##### Material for the task #####
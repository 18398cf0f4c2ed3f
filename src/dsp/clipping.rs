/// Share of samples at or above `threshold` in absolute value, in percent.
pub fn clipping_percent(samples: &[f32], threshold: f32) -> f32 {
    if samples.is_empty() {
        return 0.0;
    }
    let clipped = samples.iter().filter(|s| s.abs() >= threshold).count();
    log::debug!("Clipping: {} of {} samples at or above {}", clipped, samples.len(), threshold);
    clipped as f32 / samples.len() as f32 * 100.0
}
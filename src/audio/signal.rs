use std::fmt;

use serde::{Serialize, Serializer};

use crate::error::DiagnoseError;

/// Bit depth reported by the decoder, if it knows one.
#[derive(Clone, Copy, Debug, PartialEq, Eq)]
pub enum BitDepth {
    Bits(u32),
    Unknown,
}

impl fmt::Display for BitDepth {
    fn fmt(&self, f: &mut fmt::Formatter<'_>) -> fmt::Result {
        match self {
            BitDepth::Bits(bits) => write!(f, "{bits}"),
            BitDepth::Unknown => f.write_str("Unknown"),
        }
    }
}

impl Serialize for BitDepth {
    fn serialize<S: Serializer>(&self, serializer: S) -> Result<S::Ok, S::Error> {
        serializer.collect_str(self)
    }
}

impl From<Option<u32>> for BitDepth {
    fn from(bits: Option<u32>) -> Self {
        bits.map_or(BitDepth::Unknown, BitDepth::Bits)
    }
}

/// A decoded mono clip, normalized to roughly [-1.0, 1.0].
#[derive(Clone, Debug, PartialEq)]
pub struct Signal {
    samples: Vec<f32>,
    sample_rate: u32,
    bit_depth: BitDepth,
}

impl Signal {
    pub fn new(samples: Vec<f32>, sample_rate: u32, bit_depth: BitDepth) -> Self {
        Self {
            samples,
            sample_rate,
            bit_depth,
        }
    }

    pub fn samples(&self) -> &[f32] {
        &self.samples
    }

    pub fn sample_rate(&self) -> u32 {
        self.sample_rate
    }

    pub fn bit_depth(&self) -> BitDepth {
        self.bit_depth
    }

    pub fn len(&self) -> usize {
        self.samples.len()
    }

    pub fn is_empty(&self) -> bool {
        self.samples.is_empty()
    }

    pub fn duration_secs(&self) -> f32 {
        if self.sample_rate == 0 {
            return 0.0;
        }
        self.samples.len() as f32 / self.sample_rate as f32
    }

    pub fn validate(&self) -> Result<(), DiagnoseError> {
        if self.samples.is_empty() {
            return Err(DiagnoseError::invalid_input("the clip contains no samples"));
        }
        if self.sample_rate == 0 {
            return Err(DiagnoseError::invalid_input("the sample rate is zero"));
        }
        if let Some(pos) = self.samples.iter().position(|s| !s.is_finite()) {
            return Err(DiagnoseError::invalid_input(format!(
                "sample {pos} is not a finite number"
            )));
        }
        Ok(())
    }
}
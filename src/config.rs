use serde::{Deserialize, Serialize};
use std::path::{Path, PathBuf};

use crate::dsp::bands::BandLayout;
use crate::dsp::framing::Framing;
use crate::dsp::pitch::PitchConfig;
use crate::error::DiagnoseError;

#[derive(Debug, Default, Deserialize)]
pub struct Config {
    #[serde(default)]
    pub analysis: AnalysisConfig,
    #[serde(default)]
    pub render: RenderConfig,
    #[serde(default)]
    pub output: OutputConfig,
}

/// Thresholds and framings for one analysis run.
#[derive(Clone, Debug, PartialEq, Serialize, Deserialize)]
pub struct AnalysisConfig {
    /// Frames with RMS strictly below this count as silent.
    #[serde(default = "default_silence_threshold")]
    pub silence_threshold: f32,
    /// Samples at or above this magnitude count as clipped.
    #[serde(default = "default_clipping_threshold")]
    pub clipping_threshold: f32,
    #[serde(default)]
    pub rms_framing: Framing,
    #[serde(default)]
    pub spectral_framing: Framing,
    #[serde(default)]
    pub pitch: PitchConfig,
    #[serde(default)]
    pub bands: BandLayout,
    /// Upper bound on interactive waveform points; 0 keeps every sample.
    #[serde(default = "default_series_max_points")]
    pub series_max_points: usize,
}

#[derive(Clone, Debug, PartialEq, Deserialize)]
pub struct RenderConfig {
    #[serde(default = "default_enabled")]
    pub enabled: bool,
    #[serde(default = "default_waveform_width")]
    pub waveform_width: u32,
    #[serde(default = "default_waveform_height")]
    pub waveform_height: u32,
    #[serde(default = "default_spectrogram_width")]
    pub spectrogram_width: u32,
    #[serde(default = "default_spectrogram_height")]
    pub spectrogram_height: u32,
    /// Decibels below the clip's peak mapped to the darkest colour.
    #[serde(default = "default_db_range")]
    pub db_range: f32,
    /// TTF/OTF font used for image captions. Captions are skipped without one.
    #[serde(default)]
    pub font: Option<PathBuf>,
    #[serde(default = "default_font_size")]
    pub font_size: f32,
}

#[derive(Debug, Default, Deserialize)]
pub struct OutputConfig {
    #[serde(default)]
    pub dir: Option<PathBuf>,
    #[serde(default)]
    pub format: Option<String>,
}

impl Default for AnalysisConfig {
    fn default() -> Self {
        Self {
            silence_threshold: default_silence_threshold(),
            clipping_threshold: default_clipping_threshold(),
            rms_framing: Framing::default(),
            spectral_framing: Framing::default(),
            pitch: PitchConfig::default(),
            bands: BandLayout::default(),
            series_max_points: default_series_max_points(),
        }
    }
}

impl Default for RenderConfig {
    fn default() -> Self {
        Self {
            enabled: default_enabled(),
            waveform_width: default_waveform_width(),
            waveform_height: default_waveform_height(),
            spectrogram_width: default_spectrogram_width(),
            spectrogram_height: default_spectrogram_height(),
            db_range: default_db_range(),
            font: None,
            font_size: default_font_size(),
        }
    }
}

fn default_silence_threshold() -> f32 { 0.02 }
fn default_clipping_threshold() -> f32 { 0.98 }
fn default_series_max_points() -> usize { 5000 }
fn default_enabled() -> bool { true }
fn default_waveform_width() -> u32 { 1200 }
fn default_waveform_height() -> u32 { 300 }
fn default_spectrogram_width() -> u32 { 1200 }
fn default_spectrogram_height() -> u32 { 400 }
fn default_db_range() -> f32 { 80.0 }
fn default_font_size() -> f32 { 16.0 }

impl AnalysisConfig {
    pub fn validate(&self) -> Result<(), DiagnoseError> {
        for (name, value) in [
            ("silence_threshold", self.silence_threshold),
            ("clipping_threshold", self.clipping_threshold),
        ] {
            if !(value > 0.0 && value <= 1.0) {
                return Err(DiagnoseError::invalid_config(format!(
                    "{name} must be in (0, 1], got {value}"
                )));
            }
        }

        self.rms_framing.validate("rms_framing")?;
        self.spectral_framing.validate("spectral_framing")?;
        self.pitch.framing.validate("pitch.framing")?;

        if !(self.pitch.fmin > 0.0 && self.pitch.fmin < self.pitch.fmax) {
            return Err(DiagnoseError::invalid_config(format!(
                "pitch range [{}, {}] Hz is empty",
                self.pitch.fmin, self.pitch.fmax
            )));
        }
        if !(self.pitch.threshold > 0.0 && self.pitch.threshold <= 1.0) {
            return Err(DiagnoseError::invalid_config(format!(
                "pitch.threshold must be in (0, 1], got {}",
                self.pitch.threshold
            )));
        }

        self.bands.validate()
    }
}

pub fn load_config(path: &Path) -> Option<Config> {
    let content = std::fs::read_to_string(path).ok()?;
    match toml::from_str(&content) {
        Ok(config) => Some(config),
        Err(err) => {
            log::warn!("Config {} is not valid TOML: {}", path.display(), err);
            None
        }
    }
}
#####
> _Action item_
From the listing above, pick out each line where the word "value" appears.

> _Answer below_
/// Share of samples at or above `threshold` in absolute value, in percent.
        for (name, value) in [
            if !(value > 0.0 && value <= 1.0) {
                    "{name} must be in (0, 1], got {value}"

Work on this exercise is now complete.